Stored data
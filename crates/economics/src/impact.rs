use core_types::ImpactDirection;
use indexmap::IndexMap;
use rust_decimal::Decimal;
use serde::{Deserialize, Serialize};
use std::fmt;

/// Dollar contribution of one metric.
#[derive(Debug, Clone, PartialEq, Serialize, Deserialize)]
#[serde(rename_all = "camelCase")]
pub struct MetricImpact {
    /// Daily dollar impact: `metric_change * metric_value_used`.
    pub dollar_impact: Decimal,
    /// The `dollars_per_unit` taken from the pricing snapshot.
    pub metric_value_used: Decimal,
    /// The DiD absolute difference, in metric units.
    pub metric_change: f64,
}

/// A dollar range with `lower <= upper`, whatever the sign of the prices behind it.
#[derive(Debug, Clone, Copy, PartialEq, Serialize, Deserialize)]
pub struct DollarInterval {
    pub lower: Decimal,
    pub upper: Decimal,
}

/// The business value of an experiment, derived from its DiD results and pricing.
#[derive(Debug, Clone, PartialEq, Serialize, Deserialize)]
#[serde(rename_all = "camelCase")]
pub struct EconomicImpact {
    /// Sum of the per-metric daily impacts.
    pub total_impact: Decimal,
    pub annualized_impact: Decimal,
    /// Heuristic proxy bounded to [-100, 1000]; not a cost-adjusted ROI.
    pub roi_percentage: Decimal,
    pub metric_breakdown: IndexMap<String, MetricImpact>,
    /// Sum of the per-metric interval bounds in dollars. Ignores covariance.
    pub confidence_interval: DollarInterval,
}

impl EconomicImpact {
    pub fn direction(&self) -> ImpactDirection {
        if self.total_impact > Decimal::ZERO {
            ImpactDirection::Positive
        } else if self.total_impact < Decimal::ZERO {
            ImpactDirection::Negative
        } else {
            ImpactDirection::Neutral
        }
    }

    /// The metric with the largest absolute dollar impact. Ties keep the first.
    pub fn primary_driver(&self) -> Option<(&String, &MetricImpact)> {
        let mut best: Option<(&String, &MetricImpact)> = None;
        for (id, m) in &self.metric_breakdown {
            if best.is_none_or(|(_, b)| m.dollar_impact.abs() > b.dollar_impact.abs()) {
                best = Some((id, m));
            }
        }
        best
    }
}

#[derive(Debug, Clone, Copy, PartialEq, Eq, Serialize, Deserialize)]
#[serde(rename_all = "camelCase")]
pub enum SkipReason {
    /// No pricing snapshot exists for the metric.
    MissingPricing,
    /// Left out because only significant metrics were requested.
    NotSignificant,
}

impl fmt::Display for SkipReason {
    fn fmt(&self, f: &mut fmt::Formatter<'_>) -> fmt::Result {
        match self {
            SkipReason::MissingPricing => f.write_str("no metric value configured"),
            SkipReason::NotSignificant => f.write_str("not statistically significant"),
        }
    }
}

#[derive(Debug, Clone, PartialEq, Eq, Serialize, Deserialize)]
#[serde(rename_all = "camelCase")]
pub struct SkippedMetric {
    pub metric_id: String,
    pub reason: SkipReason,
}

/// Output of [`crate::EconomicTranslator::compute`].
#[derive(Debug, Clone, PartialEq, Serialize, Deserialize)]
#[serde(rename_all = "camelCase")]
pub struct EconomicReport {
    pub impact: EconomicImpact,
    pub skipped: Vec<SkippedMetric>,
}

impl EconomicReport {
    pub fn log_summary(&self, experiment_id: &str) {
        for skipped in &self.skipped {
            tracing::warn!(
                experiment_id,
                metric_id = %skipped.metric_id,
                reason = %skipped.reason,
                "Metric left out of economic impact."
            );
        }
        for (metric_id, m) in &self.impact.metric_breakdown {
            tracing::debug!(
                experiment_id,
                metric_id = %metric_id,
                change = m.metric_change,
                value = %m.metric_value_used,
                daily_impact = %m.dollar_impact.round_dp(2),
                "Metric priced."
            );
        }
        tracing::info!(
            experiment_id,
            total = %self.impact.total_impact.round_dp(2),
            annualized = %self.impact.annualized_impact.round_dp(2),
            roi = %self.impact.roi_percentage.round_dp(1),
            "Economic impact calculation complete."
        );
    }
}

#[cfg(test)]
mod tests {
    use super::*;
    use rust_decimal_macros::dec;

    fn metric(dollar_impact: Decimal) -> MetricImpact {
        MetricImpact {
            dollar_impact,
            metric_value_used: dec!(10),
            metric_change: 0.1,
        }
    }

    fn impact(entries: &[(&str, Decimal)]) -> EconomicImpact {
        let metric_breakdown: IndexMap<String, MetricImpact> = entries
            .iter()
            .map(|(id, d)| (id.to_string(), metric(*d)))
            .collect();
        let total_impact = metric_breakdown.values().map(|m| m.dollar_impact).sum();
        EconomicImpact {
            total_impact,
            annualized_impact: total_impact,
            roi_percentage: Decimal::ZERO,
            metric_breakdown,
            confidence_interval: DollarInterval {
                lower: Decimal::ZERO,
                upper: Decimal::ZERO,
            },
        }
    }

    #[test]
    fn primary_driver_uses_absolute_value_and_keeps_first_on_tie() {
        let i = impact(&[("a", dec!(1)), ("b", dec!(-3)), ("c", dec!(3))]);
        assert_eq!(i.primary_driver().map(|(id, _)| id.as_str()), Some("b"));
        assert_eq!(i.direction(), ImpactDirection::Positive);
        assert_eq!(impact(&[]).primary_driver(), None);
        assert_eq!(impact(&[]).direction(), ImpactDirection::Neutral);
    }

    #[test]
    fn serializes_with_camel_case_fields() {
        let json = serde_json::to_value(impact(&[("a", dec!(-1.25))])).unwrap();
        assert_eq!(json["totalImpact"], "-1.25");
        assert_eq!(json["metricBreakdown"]["a"]["metricValueUsed"], "10");
        assert_eq!(json["confidenceInterval"]["lower"], "0");
    }
}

§ **Brief**
Among the records above, a stretch begins at the line containing "pub enum SkipReason" and ends at the line containing "#[derive(Debug, Clone, PartialEq, Eq, Serialize, Deserialize)]". Restate that stretch word for word, and nothing else.

§ **Finished exercise**
pub enum SkipReason {
    /// No pricing snapshot exists for the metric.
    MissingPricing,
    /// Left out because only significant metrics were requested.
    NotSignificant,
}

impl fmt::Display for SkipReason {
    fn fmt(&self, f: &mut fmt::Formatter<'_>) -> fmt::Result {
        match self {
            SkipReason::MissingPricing => f.write_str("no metric value configured"),
            SkipReason::NotSignificant => f.write_str("not statistically significant"),
        }
    }
}

#[derive(Debug, Clone, PartialEq, Eq, Serialize, Deserialize)]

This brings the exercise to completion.